Die schwindelerregenden Kosten in Syrien und der Ukraine könnten Russland dazu bringen, sich dort zurück zu ziehen oder aber Bankrott zu gehen. Tatsächlich gibt Russland jährlich 1.8 Milliarden Dollar allein für militärische Auftragnehmer aus, wie eine russische Zeitung aufdeckte. Die 41 Milliarden Dollar Militärausgaben Russlands stehen in keinem Verhältnis zum Militärbudget der NATO von 892 Milliarden Dollar (2015). Russland kann die Zahlen dieser betuchten und vereinigten Allianz nicht erreichen, geschweige denn überbieten. Im Moment kann Wladimir Putin bestimmt auftreten, da das russische Budget Waffen über die Nahrung stellt. Tatsächlich hat Putins Regime wirtschaftlichen Erfolg und Sozialausgaben gegen die Militärausgaben eingetauscht. Diese Rechnung wird auf Dauer nicht auf gehen.

Ein Blick in die Gesundheitsvorsorge öffnet die Augen. Ungefähr 85'000 ländliche Kommunen verfügen über keinerlei medizinische Infrastruktur. Russland wird in der kürzlich herausgegebenen Untersuchung zur Effizienz in der Gesundheitsvorsorge auf dem letzten Platz der entwickelten Länder geführt – hinter 54 anderen entwickelten Ländern. Doch die Regierung plant die Gesundheitskosten nächstes Jahr nochmals um 33% zu kürzen, was die Ausgaben auf 5.8 Milliarden Dollar senken wird. Das Gesundheitsministerium wird somit weniger als 2% der für 2017 bis 2025 geforderten Gelder erhalten. Und die Löhne für die Ärzte in den ärmsten Regionen liegt bei gerade einmal 250 Dollar – pro Monat, und der Lohn wird weiter sinken.

5) Die chronischen sozialen Probleme werden die russische Politik auf den Kopf stellen 

Die Russen sind bekannt für ihr stoisches Verhalten, aber sie sind keine Automaten. Die Popularität von Wladimir Putin basiert nicht nur auf der Manipulation der Medien und dem überzogenen Hurrapatriotismus, sondern auf realer wirtschaftlicher Entwicklung. Der Politikwissenschaftler Daniel Treisman hat denn auch aufgezeigt, dass selbst in autoritären Staaten die Popularität mit der Wirtschaftsentwicklung gekoppelt ist.

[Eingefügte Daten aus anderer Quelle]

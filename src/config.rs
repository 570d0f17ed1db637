// Copyright 2024 OctoFHIR Team
//
// Licensed under the Apache License, Version 2.0 (the "License");
// you may not use this file except in compliance with the License.
// You may obtain a copy of the License at
//
//     http://www.apache.org/licenses/LICENSE-2.0
//
// Unless required by applicable law or agreed to in writing, software
// distributed under the License is distributed on an "AS IS" BASIS,
// WITHOUT WARRANTIES OR CONDITIONS OF ANY KIND, either express or implied.
// See the License for the specific language governing permissions and
// limitations under the License.

//! Parser and serializer configuration
//!
//! [`X12Options`] carries every recognized option. Delimiter overrides are kept
//! as `Option<char>` so strict parsing can tell a caller-supplied delimiter
//! from a default one.

use crate::model::HeaderTable;
use serde::Serialize;
use std::sync::Arc;

/// Default element delimiter
pub const DEFAULT_ELEMENT_DELIMITER: char = '*';
/// Default segment terminator
pub const DEFAULT_SEGMENT_TERMINATOR: char = '~';
/// Default sub-element (component) delimiter
pub const DEFAULT_SUB_ELEMENT_DELIMITER: char = '>';
/// Default repetition delimiter
pub const DEFAULT_REPETITION_DELIMITER: char = '^';

/// Host line ending
#[cfg(windows)]
pub const HOST_END_OF_LINE: &str = "\r\n";
/// Host line ending
#[cfg(not(windows))]
pub const HOST_END_OF_LINE: &str = "\n";

/// Resolved delimiter set of an interchange
#[derive(Debug, Clone, Copy, PartialEq, Eq, Hash, Serialize)]
pub struct Delimiters {
    /// Separates elements within a segment
    pub element: char,
    /// Ends a segment
    pub segment: char,
    /// Separates components of a composite element
    pub sub_element: char,
    /// Separates repeated values of an element
    pub repetition: char,
}

impl Default for Delimiters {
    fn default() -> Self {
        Self {
            element: DEFAULT_ELEMENT_DELIMITER,
            segment: DEFAULT_SEGMENT_TERMINATOR,
            sub_element: DEFAULT_SUB_ELEMENT_DELIMITER,
            repetition: DEFAULT_REPETITION_DELIMITER,
        }
    }
}

/// Options for parsing and serializing X12 documents
///
/// # Examples
///
/// ```rust
/// use octofhir_x12::X12Options;
///
/// let options = X12Options::new()
///     .with_strict(true)
///     .with_segment_terminator('\n');
///
/// assert_eq!(options.end_of_line(), "");
/// assert_eq!(options.delimiters().element, '*');
/// ```
#[derive(Debug, Clone, Default)]
pub struct X12Options {
    /// Element delimiter override
    pub element_delimiter: Option<char>,
    /// Segment terminator override
    pub segment_terminator: Option<char>,
    /// Sub-element delimiter override
    pub sub_element_delimiter: Option<char>,
    /// Repetition delimiter override
    pub repetition_delimiter: Option<char>,
    /// Text written after each segment terminator when formatting
    pub end_of_line: Option<String>,
    /// Emit `end_of_line` after each segment on serialization
    pub format: bool,
    /// Treat structural irregularities as fatal
    pub strict: bool,
    /// Segment header table; the shared standard table when unset
    pub segment_headers: Option<Arc<HeaderTable>>,
}

impl X12Options {
    /// Create options with all defaults
    pub fn new() -> Self {
        Self::default()
    }

    /// Enable or disable strict mode
    pub fn with_strict(mut self, strict: bool) -> Self {
        self.strict = strict;
        self
    }

    /// Override the element delimiter
    pub fn with_element_delimiter(mut self, delimiter: char) -> Self {
        self.element_delimiter = Some(delimiter);
        self
    }

    /// Override the segment terminator
    pub fn with_segment_terminator(mut self, terminator: char) -> Self {
        self.segment_terminator = Some(terminator);
        self
    }

    /// Override the sub-element delimiter
    pub fn with_sub_element_delimiter(mut self, delimiter: char) -> Self {
        self.sub_element_delimiter = Some(delimiter);
        self
    }

    /// Override the repetition delimiter
    pub fn with_repetition_delimiter(mut self, delimiter: char) -> Self {
        self.repetition_delimiter = Some(delimiter);
        self
    }

    /// Set the end-of-line text used when formatting
    pub fn with_end_of_line(mut self, end_of_line: impl Into<String>) -> Self {
        self.end_of_line = Some(end_of_line.into());
        self
    }

    /// Enable or disable formatted serialization
    pub fn with_format(mut self, format: bool) -> Self {
        self.format = format;
        self
    }

    /// Use a private segment header table
    pub fn with_segment_headers(mut self, headers: impl Into<Arc<HeaderTable>>) -> Self {
        self.segment_headers = Some(headers.into());
        self
    }

    /// Delimiters with defaults applied
    pub fn delimiters(&self) -> Delimiters {
        Delimiters {
            element: self.element_delimiter.unwrap_or(DEFAULT_ELEMENT_DELIMITER),
            segment: self.segment_terminator.unwrap_or(DEFAULT_SEGMENT_TERMINATOR),
            sub_element: self
                .sub_element_delimiter
                .unwrap_or(DEFAULT_SUB_ELEMENT_DELIMITER),
            repetition: self
                .repetition_delimiter
                .unwrap_or(DEFAULT_REPETITION_DELIMITER),
        }
    }

    /// End-of-line text; empty when segments are already newline-terminated
    pub fn end_of_line(&self) -> &str {
        if self.segment_terminator == Some('\n') {
            return "";
        }
        self.end_of_line.as_deref().unwrap_or(HOST_END_OF_LINE)
    }

    /// Active segment header table
    pub fn headers(&self) -> Arc<HeaderTable> {
        self.segment_headers
            .clone()
            .unwrap_or_else(HeaderTable::shared_standard)
    }

    /// Serialization options for an interchange using `delimiters`
    pub fn serialization(&self, delimiters: Delimiters) -> SerializationOptions {
        let end_of_line = if delimiters.segment == '\n' {
            String::new()
        } else {
            self.end_of_line().to_string()
        };
        SerializationOptions {
            delimiters,
            format: self.format,
            end_of_line,
        }
    }
}

/// Options driving EDI re-serialization
#[derive(Debug, Clone, PartialEq, Eq)]
pub struct SerializationOptions {
    /// Delimiters written between elements and after segments
    pub delimiters: Delimiters,
    /// Emit `end_of_line` after each segment terminator
    pub format: bool,
    /// Text written after each terminator when `format` is set
    pub end_of_line: String,
}

impl SerializationOptions {
    /// Unformatted serialization with `delimiters`
    pub fn new(delimiters: Delimiters) -> Self {
        Self {
            delimiters,
            format: false,
            end_of_line: String::new(),
        }
    }

    /// Enable formatting with the given line ending
    pub fn formatted(mut self, end_of_line: impl Into<String>) -> Self {
        self.format = true;
        self.end_of_line = end_of_line.into();
        self
    }

    /// Text following a segment terminator
    #[inline]
    pub fn line_break(&self) -> &str {
        if self.format { &self.end_of_line } else { "" }
    }
}

impl Default for SerializationOptions {
    fn default() -> Self {
        Self::new(Delimiters::default())
    }
}

#[cfg(test)]
mod tests {
    use super::*;

    #[test]
    fn test_defaults() {
        let options = X12Options::default();
        assert_eq!(options.delimiters(), Delimiters::default());
        assert_eq!(options.end_of_line(), HOST_END_OF_LINE);
        assert!(!options.strict);
        assert!(!options.format);
        assert_eq!(options.headers().len(), 6);
    }

    #[test]
    fn test_newline_terminator_disables_end_of_line() {
        let options = X12Options::new()
            .with_segment_terminator('\n')
            .with_end_of_line("\r\n");
        assert_eq!(options.end_of_line(), "");
    }

    #[test]
    fn test_serialization_follows_discovered_terminator() {
        let options = X12Options::new().with_format(true).with_end_of_line("\n");
        let delimiters = Delimiters {
            segment: '\n',
            ..Delimiters::default()
        };
        assert_eq!(options.serialization(delimiters).line_break(), "");
        assert_eq!(
            options.serialization(Delimiters::default()).line_break(),
            "\n"
        );
    }
}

Arbeiterproteste sind bereits da und dort zu erkennen. Und in einer kürzlich durchgeführten Untersuchung gaben 32 Prozent der befragten Russen an, dass sie mitmarschieren würden, sollte eine Demonstration in ihrem Ort stattfinden. Das ist die höchste Rate, seit Wladimir Putin 1999 das erste Mal die Macht an sich nahm.

Russland ist keine stalinistische Diktatur, sondern eine „gelenkte Demokratie“. Ganz egal wie mächtig und gefährlich Russland erscheinen mag, die aktuelle Situation wird nicht mehr lange halten. Die Stabilität Russlands – und Putins Regime – stützt sich auf ein wackliges Fundament und die Risse sind sehr deutlich zu erkennen.